Key changes include:

  • Addition of an asm.js validator, which helps Chakra identify and validate that the asm.js code adheres to the asm.js specification.
  • Generation of optimized Type Specialized bytecode. Given that asm.js supports only native types (int, double, float or SIMD values), Chakra takes advantage of the type information to generate optimized Type Specialized bytecode for asm.js code.
  • Faster execution of Type Specialized bytecode by Chakra’s interpreter by utilizing the type information to avoid boxing and unboxing of numeric values, and removing the overhead of generating profile data while interpreting. For non-asm.js JavaScript code, Chakra’s interpreter generates and feeds profile data to the JIT compiler to enable generating highly optimized JIT code. The type specialized bytecode generated for valid asm.js code already has all the data needed by Chakra’s JIT compiler to produce highly optimized machine code. The type specialized interpreter is 4x-5x magnitude faster than the profiling interpreter.
  • Faster code compilation by Chakra’s JIT compiler. Asm.js code is typically generated by using the LLVM compiler and Emscripten toolchain. Chakra’s JIT compiler takes advantage of some of the optimizations that are already available in the asm.js source code generated by the LLVM compiler. For example, Chakra’s JIT compiler avoids doing an inlining pass and takes advantage of code inlining that has been performed on the asm.js code produced by the LLVM compiler. Avoiding analysis for such JIT optimizations not only helps save CPU cycles and battery usage to generate highly optimized code, but also improves the throughput of Chakra’s JIT compiler tremendously.
  • Predictable performance by removal of bailouts from compiled asm.js code. Given the dynamic nature of JavaScript, all modern JavaScript engines support some form of migration to non-optimized code execution, called bailouts, when they determine that the assumptions made by the JIT compilers are no longer valid for the compiled code. Bailouts not only impact performance but also make it unpredictable. Taking advantage of type-safety restrictions posed on valid asm.js code, the code generated by Chakra’s JIT compiler for valid asm.js code is guaranteed to not require bailouts.
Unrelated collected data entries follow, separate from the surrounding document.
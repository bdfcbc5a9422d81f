//! Runs a [`GameSession`] on a tokio task and drives its clocks.
//!
//! All triggers (start, player moves, shrink and countdown timers) go through one command
//! queue and are handled strictly one after another. A trigger that arrives while a load is in
//! flight waits in the queue until that transition is done.

use std::sync::Arc;
use std::time::Duration;

use tokio::{
    sync::{mpsc, oneshot},
    task::JoinHandle,
    time::{Instant, MissedTickBehavior},
};
use tracing::debug;

use super::{EventSink, EventStream, GameSession, GameTunables, SessionConfig, SessionState};
use crate::{
    error::{GameError, Result},
    position::Coordinate,
    registry::Capture,
    source::ObjectiveSource,
    zone::{CountdownGeneration, SafeZone},
};

enum Command {
    Start {
        config: SessionConfig,
        reply: oneshot::Sender<Result<()>>,
    },
    PlayerMoved {
        position: Coordinate,
        reply: Option<oneshot::Sender<Vec<Capture>>>,
    },
    Shrink {
        epoch: u64,
        cycle: u64,
    },
    CountdownTick {
        generation: CountdownGeneration,
    },
    Snapshot {
        reply: oneshot::Sender<SessionSnapshot>,
    },
    End,
    Shutdown,
}

/// Point-in-time view of a driven session
#[derive(Clone, Debug, PartialEq)]
pub struct SessionSnapshot {
    pub state: SessionState,
    pub score: u32,
    pub zone: Option<SafeZone>,
    pub objectives_left: usize,
    pub remaining_ms: Option<u64>,
    /// Shrinks left until the zone closes
    pub shrinks_left: Option<u64>,
    pub player: Option<Coordinate>,
    pub player_in_zone: Option<bool>,
}

impl SessionSnapshot {
    fn of(session: &GameSession) -> Self {
        let zone = session.zone();
        let player = session.player_position();

        Self {
            state: session.state(),
            score: session.score(),
            zone,
            objectives_left: session.objectives().len(),
            remaining_ms: session
                .countdown()
                .is_running()
                .then(|| session.countdown().remaining_ms()),
            shrinks_left: session.remaining_shrinks(),
            player,
            player_in_zone: zone.zip(player).map(|(zone, player)| zone.contains(player)),
        }
    }
}

/// Cloneable handle to a session running on its own task.
///
/// The task stops once every handle is dropped or [`SessionHandle::shutdown`] is called.
#[derive(Clone)]
pub struct SessionHandle {
    commands: mpsc::UnboundedSender<Command>,
}

impl SessionHandle {
    /// Spawn a session driver on the current tokio runtime.
    pub fn spawn(
        source: Arc<dyn ObjectiveSource>,
        tunables: GameTunables,
    ) -> Result<(Self, EventStream, JoinHandle<()>)> {
        let (sink, stream) = EventSink::channel();
        let session = GameSession::new(source, tunables, sink)?;

        let (commands, receiver) = mpsc::unbounded_channel();
        let driver = Driver {
            session,
            timer_commands: commands.downgrade(),
            shrink_timer: None,
            countdown_timer: None,
        };
        let task = tokio::spawn(driver.run(receiver));

        Ok((Self { commands }, stream, task))
    }

    fn send(&self, command: Command) -> Result<()> {
        self.commands
            .send(command)
            .map_err(|_| GameError::DriverStopped)
    }

    /// Start (or restart) the game and wait for the initial load.
    pub async fn start(&self, config: SessionConfig) -> Result<()> {
        let (reply, response) = oneshot::channel();
        self.send(Command::Start { config, reply })?;
        response.await.map_err(|_| GameError::DriverStopped)?
    }

    /// Report a new player position without waiting for the result
    pub fn player_moved(&self, position: Coordinate) -> Result<()> {
        self.send(Command::PlayerMoved {
            position,
            reply: None,
        })
    }

    /// Report a new player position and wait for the objectives it captured
    pub async fn move_player(&self, position: Coordinate) -> Result<Vec<Capture>> {
        let (reply, response) = oneshot::channel();
        self.send(Command::PlayerMoved {
            position,
            reply: Some(reply),
        })?;
        response.await.map_err(|_| GameError::DriverStopped)
    }

    pub async fn snapshot(&self) -> Result<SessionSnapshot> {
        let (reply, response) = oneshot::channel();
        self.send(Command::Snapshot { reply })?;
        response.await.map_err(|_| GameError::DriverStopped)
    }

    /// Abandon the current game; the driver keeps running
    pub fn end(&self) -> Result<()> {
        self.send(Command::End)
    }

    /// Stop the driver task. Calling this on a stopped driver does nothing.
    pub fn shutdown(&self) {
        let _ = self.commands.send(Command::Shutdown);
    }
}

/// A repeating trigger, aborted when dropped.
struct Timer {
    tag: (u64, u64),
    handle: JoinHandle<()>,
}

impl Timer {
    fn spawn(
        tag: (u64, u64),
        period: Duration,
        commands: mpsc::WeakUnboundedSender<Command>,
        command: impl Fn() -> Command + Send + 'static,
    ) -> Self {
        let handle = tokio::spawn(async move {
            let mut interval = tokio::time::interval_at(Instant::now() + period, period);
            interval.set_missed_tick_behavior(MissedTickBehavior::Delay);

            loop {
                interval.tick().await;
                let Some(commands) = commands.upgrade() else {
                    break;
                };
                if commands.send(command()).is_err() {
                    break;
                }
            }
        });

        Self { tag, handle }
    }
}

impl Drop for Timer {
    fn drop(&mut self) {
        self.handle.abort();
    }
}

struct Driver {
    session: GameSession,
    // weak so timers alone never keep the driver alive
    timer_commands: mpsc::WeakUnboundedSender<Command>,
    shrink_timer: Option<Timer>,
    countdown_timer: Option<Timer>,
}

impl Driver {
    async fn run(mut self, mut commands: mpsc::UnboundedReceiver<Command>) {
        while let Some(command) = commands.recv().await {
            match command {
                Command::Start { config, reply } => {
                    let result = self.session.start(config).await;
                    let _ = reply.send(result);
                }
                Command::PlayerMoved { position, reply } => {
                    let captures = self.session.on_player_move(position);
                    if let Some(reply) = reply {
                        let _ = reply.send(captures);
                    }
                }
                Command::Shrink { epoch, cycle } => {
                    if (epoch, cycle) == (self.session.epoch(), self.session.shrink_cycle()) {
                        self.session.shrink().await;
                    } else {
                        debug!("dropping shrink trigger from game {epoch} cycle {cycle}");
                    }
                }
                Command::CountdownTick { generation } => {
                    self.session.countdown_tick(generation);
                }
                Command::Snapshot { reply } => {
                    let _ = reply.send(SessionSnapshot::of(&self.session));
                }
                Command::End => self.session.end(),
                Command::Shutdown => break,
            }

            self.sync_timers();
        }

        debug!("session driver stopped");
    }

    /// Make the running timers match what the session currently needs.
    fn sync_timers(&mut self) {
        let shrink_tag = (self.session.state() == SessionState::Active)
            .then(|| (self.session.epoch(), self.session.shrink_cycle()));
        if self.shrink_timer.as_ref().map(|t| t.tag) != shrink_tag {
            self.shrink_timer = shrink_tag.map(|tag| {
                let (epoch, cycle) = tag;
                Timer::spawn(
                    tag,
                    self.session.tunables().shrink_interval(),
                    self.timer_commands.clone(),
                    move || Command::Shrink { epoch, cycle },
                )
            });
        }

        let countdown_tag = match self.session.state() {
            SessionState::Active => self
                .session
                .countdown()
                .active_generation()
                .map(|generation| (self.session.epoch(), generation)),
            _ => None,
        };
        if self.countdown_timer.as_ref().map(|t| t.tag) != countdown_tag {
            self.countdown_timer = countdown_tag.map(|tag| {
                let generation = tag.1;
                Timer::spawn(
                    tag,
                    self.session.tunables().countdown_step(),
                    self.timer_commands.clone(),
                    move || Command::CountdownTick { generation },
                )
            });
        }
    }
}
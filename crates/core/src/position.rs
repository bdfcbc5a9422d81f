//! Coordinates and distance calculations.
//!
//! Distances use the haversine formula over the mean Earth radius.

use geo::{Distance, Haversine, Point};
use serde::{Deserialize, Serialize};

use crate::identifiers::ObjectiveId;

/// Decimal places kept in an objective key (~0.1 m of latitude).
pub const OBJECTIVE_KEY_PRECISION: usize = 6;

/// A WGS84 position in degrees.
#[derive(Clone, Copy, Debug, PartialEq, Serialize, Deserialize)]
pub struct Coordinate {
    pub lat: f64,
    pub lon: f64,
}

impl Coordinate {
    pub const fn new(lat: f64, lon: f64) -> Self {
        Self { lat, lon }
    }

    pub fn is_finite(&self) -> bool {
        self.lat.is_finite() && self.lon.is_finite()
    }
}

impl From<Coordinate> for Point {
    fn from(c: Coordinate) -> Self {
        Point::new(c.lon, c.lat)
    }
}

impl From<Point> for Coordinate {
    fn from(p: Point) -> Self {
        Coordinate::new(p.y(), p.x())
    }
}

/// Great-circle distance between two coordinates in meters
pub fn distance_meters(a: Coordinate, b: Coordinate) -> f64 {
    Haversine.distance(Point::from(a), Point::from(b))
}

/// Stable identity for an objective at `position`.
///
/// Two loads of the same feature round to the same key. Jitter that straddles a rounding
/// boundary still produces distinct keys.
pub fn objective_key(position: Coordinate) -> ObjectiveId {
    ObjectiveId::new(format!(
        "{:.prec$},{:.prec$}",
        position.lat,
        position.lon,
        prec = OBJECTIVE_KEY_PRECISION
    ))
}
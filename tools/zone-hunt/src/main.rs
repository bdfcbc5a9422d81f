use std::io::BufRead;
use std::path::PathBuf;
use std::sync::Arc;
use std::time::Duration;

use anyhow::{Context, Result, bail};
use clap::Parser;
use tracing::{Level, error, info, warn};
use zone_hunt_core::{prelude::*, session::config::DEFAULT_INITIAL_RADIUS_METERS};

mod input;

use input::parse_position;

#[derive(Parser, Debug)]
#[command(
    name = "zone-hunt",
    author,
    version,
    about = "Play a shrinking safe zone scavenger hunt from the terminal",
    long_about = "Loads points of interest around a center and shrinks the safe zone on a timer.\n\n\
                  Type player positions as `lat,lon` lines on stdin; every objective within the \
                  capture radius is scored. The game ends when the zone has fully closed."
)]
struct Args {
    /// Objective categories (bar, cafe, post_office, pub, restaurant)
    #[arg(short, long = "category", required = true)]
    categories: Vec<Category>,

    /// Latitude of the safe zone center
    #[arg(long, default_value_t = 49.01578, allow_hyphen_values = true)]
    lat: f64,

    /// Longitude of the safe zone center
    #[arg(long, default_value_t = 8.39137, allow_hyphen_values = true)]
    lon: f64,

    /// Initial safe zone radius in meters
    #[arg(short, long, default_value_t = DEFAULT_INITIAL_RADIUS_METERS)]
    radius: f64,

    /// Base URL of the points-of-interest proxy
    #[arg(long, default_value = "http://localhost:3000/", conflicts_with = "features")]
    proxy: String,

    /// Serve objectives from a GeoJSON FeatureCollection file instead of the proxy
    #[arg(short, long)]
    features: Option<PathBuf>,

    /// JSON file with game tunables (shrink_step_meters, shrink_interval_ms, ...)
    #[arg(long)]
    config: Option<PathBuf>,

    /// How many times to retry a failed initial load
    #[arg(long, default_value_t = 3)]
    retries: u32,

    /// Verbose output (show debug messages)
    #[arg(short, long)]
    verbose: bool,
}

fn load_tunables(path: Option<&PathBuf>) -> Result<GameTunables> {
    let Some(path) = path else {
        return Ok(GameTunables::default());
    };

    let json = std::fs::read_to_string(path)
        .with_context(|| format!("Failed to read config {}", path.display()))?;
    GameTunables::from_json(&json).with_context(|| format!("Invalid config {}", path.display()))
}

fn build_source(args: &Args) -> Result<Arc<dyn ObjectiveSource>> {
    if let Some(path) = &args.features {
        let source = StaticSource::from_file(path)
            .with_context(|| format!("Failed to load features from {}", path.display()))?;
        info!("Serving {} features from {}", source.len(), path.display());
        return Ok(Arc::new(source));
    }

    info!("Using proxy at {}", args.proxy);
    Ok(Arc::new(
        ProxySource::new(&args.proxy).context("Failed to set up proxy client")?,
    ))
}

/// Start the game, backing off between attempts when the source is unavailable.
async fn start_with_retries(
    handle: &SessionHandle,
    config: SessionConfig,
    retries: u32,
) -> Result<()> {
    let mut delay = Duration::from_secs(1);
    let mut attempt = 0;

    loop {
        match handle.start(config.clone()).await {
            Ok(()) => return Ok(()),
            Err(GameError::DataSource(err)) if attempt < retries => {
                attempt += 1;
                warn!("Loading objectives failed ({err}), retry {attempt}/{retries} in {delay:?}");
                tokio::time::sleep(delay).await;
                delay = (delay * 2).min(Duration::from_secs(30));
            }
            Err(err) => return Err(err).context("Failed to start game"),
        }
    }
}

fn report(event: &SessionEvent) {
    match event {
        SessionEvent::ZoneRadiusChanged { radius } => info!("Safe zone radius: {radius:.0}m"),
        SessionEvent::ObjectivesLoaded { objectives } => {
            info!("{} objectives in the zone", objectives.len());
        }
        SessionEvent::ObjectiveCaptured { objective, score } => {
            let details = details(objective);
            info!("Objective reached: {} (score {score})", details.title);
            if let Some(address) = &details.address {
                info!("  {address}");
            }
            for row in &details.rows {
                info!("  {}: {}", row.label, row.value);
            }
        }
        SessionEvent::CountdownTick { remaining_ms } => {
            if remaining_ms % 10_000 == 0 {
                info!("Next shrink in {}s", remaining_ms / 1000);
            }
        }
        SessionEvent::DataSourceError { error } => {
            warn!("Objective source unavailable, keeping current objectives: {error}");
        }
        SessionEvent::ZoneClosed => info!("The safe zone has fully closed!"),
    }
}

#[tokio::main]
async fn main() -> Result<()> {
    let args = Args::parse();

    tracing_subscriber::fmt()
        .with_max_level(if args.verbose { Level::DEBUG } else { Level::INFO })
        .with_target(false)
        .init();

    info!("=== Zone Hunt ===");

    let tunables = load_tunables(args.config.as_ref())?;
    let center = Coordinate::new(args.lat, args.lon);
    if !(-90.0..=90.0).contains(&center.lat) || !(-180.0..=180.0).contains(&center.lon) {
        bail!("Center is out of range: {},{}", center.lat, center.lon);
    }

    let source = build_source(&args)?;
    let (handle, mut events, driver) = SessionHandle::spawn(source, tunables.clone())?;

    let config = SessionConfig::new(args.categories.iter().copied(), center, args.radius);
    info!(
        "Starting with {:?} within {}m of {},{}; zone shrinks by {}m every {}s",
        config.categories,
        config.initial_radius_meters,
        center.lat,
        center.lon,
        tunables.shrink_step_meters,
        tunables.shrink_interval().as_secs()
    );
    start_with_retries(&handle, config, args.retries).await?;

    // plain thread: a pending tokio stdin read would hold up runtime shutdown
    let input = handle.clone();
    std::thread::spawn(move || {
        for line in std::io::stdin().lock().lines() {
            let Ok(line) = line else {
                break;
            };
            if line.trim().is_empty() {
                continue;
            }
            match parse_position(&line) {
                Ok(position) => {
                    if input.player_moved(position).is_err() {
                        break;
                    }
                }
                Err(err) => error!("{err:#}"),
            }
        }
    });

    while let Some(event) = events.recv().await {
        report(&event);
        match event {
            SessionEvent::ZoneClosed => break,
            SessionEvent::ZoneRadiusChanged { .. } => {
                let snapshot = handle.snapshot().await?;
                if let Some(left) = snapshot.shrinks_left {
                    info!("{left} shrinks until the zone closes");
                }
                if snapshot.player_in_zone == Some(false) {
                    warn!("You are outside the safe zone!");
                }
            }
            _ => {}
        }
    }

    let snapshot = handle.snapshot().await?;
    info!("Final score: {}", snapshot.score);

    handle.shutdown();
    driver.await.context("Session driver panicked")?;

    Ok(())
}
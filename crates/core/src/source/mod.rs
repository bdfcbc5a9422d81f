//! Points-of-interest sources.
//!
//! The engine only needs a [`FeatureCollection`] of point features for a query; where it comes
//! from is pluggable.

pub mod http;
pub mod static_source;

use futures_util::future::BoxFuture;
use geojson::FeatureCollection;
use itertools::Itertools;

use crate::{error::DataSourceError, objective::Category, position::Coordinate};

pub use http::ProxySource;
pub use static_source::StaticSource;

/// Features of some categories around a center.
#[derive(Clone, Debug, PartialEq)]
pub struct PoiQuery {
    pub categories: Vec<Category>,
    pub center: Coordinate,
    pub radius_meters: f64,
}

impl PoiQuery {
    /// Comma-separated category names, as the proxy expects them
    pub fn types_param(&self) -> String {
        self.categories.iter().map(Category::as_ref).join(",")
    }
}

/// Fetch point features for a query.
///
/// Implementations make exactly one attempt; retrying is left to the caller.
pub trait ObjectiveSource: Send + Sync {
    fn fetch<'a>(
        &'a self,
        query: &'a PoiQuery,
    ) -> BoxFuture<'a, Result<FeatureCollection, DataSourceError>>;
}
#[cfg(test)]
mod tests {
    use std::collections::HashSet;

    use super::*;
    use crate::{
        error::GameError,
        objective::test_support::{north_of, point_feature},
        position::distance_meters,
        source::test_support::ScriptedSource,
    };

    const CENTER: Coordinate = Coordinate::new(49.01578, 8.39137);

    fn session(source: &ScriptedSource) -> (GameSession, EventStream) {
        GameSession::with_channel(Arc::new(source.clone()), GameTunables::default()).unwrap()
    }

    fn drain(events: &mut EventStream) -> Vec<SessionEvent> {
        std::iter::from_fn(|| events.try_recv().ok()).collect()
    }

    fn three_cafes() -> Vec<geojson::Feature> {
        vec![
            point_feature(north_of(CENTER, 10.0), "cafe", "near"),
            point_feature(north_of(CENTER, 4000.0), "cafe", "middle"),
            point_feature(north_of(CENTER, 5900.0), "cafe", "edge"),
        ]
    }

    fn cafe_config(radius: f64) -> SessionConfig {
        SessionConfig::new([Category::Cafe], CENTER, radius)
    }

    #[tokio::test]
    async fn test_capture_near_cafe() {
        let source = ScriptedSource::new();
        source.respond(Ok(three_cafes()));
        let (mut session, mut events) = session(&source);

        session.start(cafe_config(6000.0)).await.unwrap();
        assert_eq!(session.state(), SessionState::Active);
        assert_eq!(session.objectives().len(), 3);
        drain(&mut events);

        let player = north_of(CENTER, 20.0);
        let captures = session.on_player_move(player);

        assert_eq!(captures.len(), 1);
        assert_eq!(captures[0].objective.name(), Some("near"));
        assert!(distance_meters(player, captures[0].objective.position) <= 50.0);
        assert_eq!(session.score(), 1);
        assert_eq!(session.objectives().len(), 2);
        assert_eq!(session.player_position(), Some(player));

        assert_eq!(
            drain(&mut events),
            vec![SessionEvent::ObjectiveCaptured {
                objective: captures[0].objective.clone(),
                score: 1,
            }]
        );
    }

    #[tokio::test]
    async fn test_start_emits_radius_and_objectives() {
        let source = ScriptedSource::new();
        source.respond(Ok(three_cafes()));
        let (mut session, mut events) = session(&source);

        session.start(cafe_config(6000.0)).await.unwrap();

        let events = drain(&mut events);
        assert_eq!(events.len(), 2);
        assert_eq!(events[0], SessionEvent::ZoneRadiusChanged { radius: 6000.0 });
        assert!(
            matches!(&events[1], SessionEvent::ObjectivesLoaded { objectives } if objectives.len() == 3)
        );

        assert!(session.countdown().is_running());
        assert_eq!(session.countdown().remaining_ms(), 60_000);
        assert_eq!(
            session.zone(),
            Some(SafeZone {
                center: CENTER,
                radius: 6000.0
            })
        );
    }

    #[tokio::test]
    async fn test_invalid_configuration_stays_idle() {
        let source = ScriptedSource::new();
        let (mut session, mut events) = session(&source);

        let empty = SessionConfig::new(BTreeSet::new(), CENTER, 6000.0);
        assert!(matches!(
            session.start(empty).await,
            Err(GameError::InvalidConfiguration(_))
        ));
        assert!(matches!(
            session.start(cafe_config(0.0)).await,
            Err(GameError::InvalidConfiguration(_))
        ));

        assert_eq!(session.state(), SessionState::Idle);
        assert!(source.queries().is_empty());
        assert!(drain(&mut events).is_empty());
    }

    #[tokio::test]
    async fn test_failed_start_stays_loading_until_retried() {
        let source = ScriptedSource::new();
        source
            .respond(Err(DataSourceError::Status(503)))
            .respond(Ok(three_cafes()));
        let (mut session, mut events) = session(&source);

        let err = session.start(cafe_config(6000.0)).await.unwrap_err();
        assert!(matches!(err, GameError::DataSource(DataSourceError::Status(503))));
        assert_eq!(session.state(), SessionState::Loading);
        assert_eq!(
            drain(&mut events),
            vec![SessionEvent::DataSourceError {
                error: DataSourceError::Status(503)
            }]
        );

        // nothing is processed while loading
        assert!(session.on_player_move(north_of(CENTER, 10.0)).is_empty());
        assert_eq!(session.shrink().await, ShrinkOutcome::Ignored);
        assert!(!session.countdown().is_running());

        session.start(cafe_config(6000.0)).await.unwrap();
        assert_eq!(session.state(), SessionState::Active);
        assert_eq!(session.objectives().len(), 3);
    }

    #[tokio::test]
    async fn test_moves_ignored_when_idle() {
        let source = ScriptedSource::new();
        let (mut session, _events) = session(&source);

        assert!(session.on_player_move(CENTER).is_empty());
        assert_eq!(session.player_position(), None);
        assert_eq!(session.shrink().await, ShrinkOutcome::Ignored);
        assert_eq!(session.countdown_tick(0), None);
    }

    #[tokio::test]
    async fn test_shrink_cycle_reloads_for_new_radius() {
        let source = ScriptedSource::new();
        source
            .respond(Ok(three_cafes()))
            .respond(Ok(three_cafes()[..2].to_vec()));
        let (mut session, mut events) = session(&source);
        session.start(cafe_config(6000.0)).await.unwrap();
        let first_generation = session.countdown().generation();
        drain(&mut events);

        let outcome = session.shrink().await;
        assert_eq!(
            outcome,
            ShrinkOutcome::Shrunk {
                radius: 5000.0,
                reload: Ok(2)
            }
        );
        assert_eq!(session.state(), SessionState::Active);
        assert_eq!(session.objectives().len(), 2);
        assert_eq!(session.zone().map(|z| z.radius), Some(5000.0));
        assert_eq!(source.queries()[1].radius_meters, 5000.0);

        // countdown restarted, the old run is dead
        assert_ne!(session.countdown().generation(), first_generation);
        assert_eq!(session.countdown_tick(first_generation), None);

        let events = drain(&mut events);
        assert_eq!(events.len(), 3);
        assert_eq!(events[0], SessionEvent::CountdownTick { remaining_ms: 0 });
        assert_eq!(events[1], SessionEvent::ZoneRadiusChanged { radius: 5000.0 });
        assert!(matches!(&events[2], SessionEvent::ObjectivesLoaded { objectives } if objectives.len() == 2));
    }

    #[tokio::test]
    async fn test_failed_reload_keeps_game_running() {
        let source = ScriptedSource::new();
        source
            .respond(Ok(three_cafes()))
            .respond(Err(DataSourceError::Timeout));
        let (mut session, mut events) = session(&source);
        session.start(cafe_config(6000.0)).await.unwrap();
        let before: Vec<_> = session.objectives().to_vec();
        let first_generation = session.countdown().generation();
        drain(&mut events);

        let outcome = session.shrink().await;
        assert_eq!(
            outcome,
            ShrinkOutcome::Shrunk {
                radius: 5000.0,
                reload: Err(DataSourceError::Timeout)
            }
        );
        assert_eq!(session.state(), SessionState::Active);
        assert_eq!(session.objectives(), &before[..]);
        assert!(session.countdown().is_running());
        assert_eq!(session.countdown().remaining_ms(), 60_000);
        assert_ne!(session.countdown().generation(), first_generation);

        assert_eq!(
            drain(&mut events),
            vec![
                SessionEvent::CountdownTick { remaining_ms: 0 },
                SessionEvent::ZoneRadiusChanged { radius: 5000.0 },
                SessionEvent::DataSourceError {
                    error: DataSourceError::Timeout
                },
            ]
        );
    }

    #[tokio::test]
    async fn test_zone_closes_and_stays_closed() {
        let source = ScriptedSource::new();
        source.respond(Ok(three_cafes()));
        let (mut session, mut events) = session(&source);
        session.start(cafe_config(2000.0)).await.unwrap();

        assert!(matches!(
            session.shrink().await,
            ShrinkOutcome::Shrunk { radius, .. } if radius == 1000.0
        ));
        drain(&mut events);

        assert_eq!(session.shrink().await, ShrinkOutcome::Closed);
        assert_eq!(session.state(), SessionState::Closed);
        assert!(!session.countdown().is_running());
        assert!(session.objectives().is_empty());
        assert_eq!(session.zone().map(|z| z.radius), Some(0.0));
        assert_eq!(
            drain(&mut events),
            vec![
                SessionEvent::CountdownTick { remaining_ms: 0 },
                SessionEvent::ZoneClosed
            ]
        );

        // terminal
        assert_eq!(session.shrink().await, ShrinkOutcome::Ignored);
        assert!(session.on_player_move(north_of(CENTER, 10.0)).is_empty());
        assert!(drain(&mut events).is_empty());
        assert_eq!(source.queries().len(), 2);
    }

    #[tokio::test]
    async fn test_countdown_ticks_are_forwarded() {
        let source = ScriptedSource::new();
        let tunables = GameTunables {
            shrink_interval_ms: 3000,
            ..GameTunables::default()
        };
        let (mut session, mut events) =
            GameSession::with_channel(Arc::new(source.clone()), tunables).unwrap();
        session.start(cafe_config(6000.0)).await.unwrap();
        drain(&mut events);

        let generation = session.countdown().generation();
        let ticks: Vec<_> = std::iter::from_fn(|| session.countdown_tick(generation)).collect();
        assert_eq!(ticks, vec![2000, 1000, 0]);
        assert_eq!(
            drain(&mut events),
            vec![
                SessionEvent::CountdownTick { remaining_ms: 2000 },
                SessionEvent::CountdownTick { remaining_ms: 1000 },
                SessionEvent::CountdownTick { remaining_ms: 0 },
            ]
        );

        // zero was already reported, the shrink does not repeat it
        assert!(matches!(session.shrink().await, ShrinkOutcome::Shrunk { .. }));
        assert_eq!(drain(&mut events)[0], SessionEvent::ZoneRadiusChanged { radius: 5000.0 });
    }

    #[tokio::test]
    async fn test_shrink_reports_zero_before_new_countdown() {
        let source = ScriptedSource::new();
        source.respond(Ok(three_cafes()));
        let tunables = GameTunables {
            shrink_interval_ms: 3000,
            ..GameTunables::default()
        };
        let (mut session, mut events) =
            GameSession::with_channel(Arc::new(source.clone()), tunables).unwrap();
        session.start(cafe_config(6000.0)).await.unwrap();
        let generation = session.countdown().generation();
        assert_eq!(session.countdown_tick(generation), Some(2000));
        assert_eq!(session.countdown_tick(generation), Some(1000));
        drain(&mut events);

        // the last step of the interval races the shrink and loses
        session.shrink().await;
        assert_eq!(session.countdown_tick(generation), None);

        let events = drain(&mut events);
        assert_eq!(events[0], SessionEvent::CountdownTick { remaining_ms: 0 });
        assert_eq!(events[1], SessionEvent::ZoneRadiusChanged { radius: 5000.0 });
        assert_eq!(session.countdown().remaining_ms(), 3000);
        assert!(session.countdown().is_running());
    }

    #[tokio::test]
    async fn test_restart_resets_everything() {
        let source = ScriptedSource::new();
        source.respond(Ok(three_cafes()));
        let (mut session, _events) = session(&source);

        session.start(cafe_config(6000.0)).await.unwrap();
        session.shrink().await;
        assert_eq!(session.on_player_move(CENTER).len(), 1);
        let epoch = session.epoch();

        session
            .start(SessionConfig::new([Category::Cafe], CENTER, 3000.0))
            .await
            .unwrap();

        assert_eq!(session.epoch(), epoch + 1);
        assert_eq!(session.score(), 0);
        assert_eq!(session.shrink_cycle(), 0);
        assert_eq!(session.player_position(), None);
        assert_eq!(session.registry().visited_count(), 0);
        // the captured cafe is back
        assert_eq!(session.objectives().len(), 3);
        assert_eq!(session.zone().map(|z| z.radius), Some(3000.0));
    }

    #[tokio::test]
    async fn test_invalid_restart_keeps_running_game() {
        let source = ScriptedSource::new();
        source.respond(Ok(three_cafes()));
        let (mut session, _events) = session(&source);
        session.start(cafe_config(6000.0)).await.unwrap();

        assert!(session.start(cafe_config(-1.0)).await.is_err());
        assert_eq!(session.state(), SessionState::Active);
        assert_eq!(session.objectives().len(), 3);
    }

    #[tokio::test]
    async fn test_score_counts_distinct_captures() {
        let source = ScriptedSource::new();
        let features: Vec<_> = (0..40)
            .map(|i| point_feature(north_of(CENTER, i as f64 * 70.0), "cafe", "c"))
            .collect();
        source.respond(Ok(features));
        let (mut session, _events) = session(&source);
        session.start(cafe_config(6000.0)).await.unwrap();

        let mut seen = HashSet::new();
        // walk north and back, reloading along the way
        let path = (0..=120).chain((0..=120).rev());
        for (step, i) in path.enumerate() {
            for capture in session.on_player_move(north_of(CENTER, i as f64 * 25.0)) {
                assert!(seen.insert(capture.objective.id.clone()), "captured twice");
            }
            if step % 50 == 49 {
                session.shrink().await;
            }
        }

        assert_eq!(session.score() as usize, seen.len());
        assert_eq!(seen.len(), 40);
    }

    #[tokio::test]
    async fn test_end_returns_to_idle() {
        let source = ScriptedSource::new();
        source.respond(Ok(three_cafes()));
        let (mut session, _events) = session(&source);
        session.start(cafe_config(6000.0)).await.unwrap();

        session.end();
        assert_eq!(session.state(), SessionState::Idle);
        assert!(session.objectives().is_empty());
        assert!(!session.countdown().is_running());
        assert_eq!(session.zone(), None);
    }
}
JIT Compiler Optimizations for Asm.js

Apart from changes to Chakra’s execution pipeline described above, Chakra’s JIT compiler has also been enhanced to take advantages of the constraints laid out by the asm.js specification. These enhancements help Chakra’s JIT compiler to generate code that could execute at near native code performance – the golden target for all dynamic language JIT compilers. Let’s drill into two such optimization techniques.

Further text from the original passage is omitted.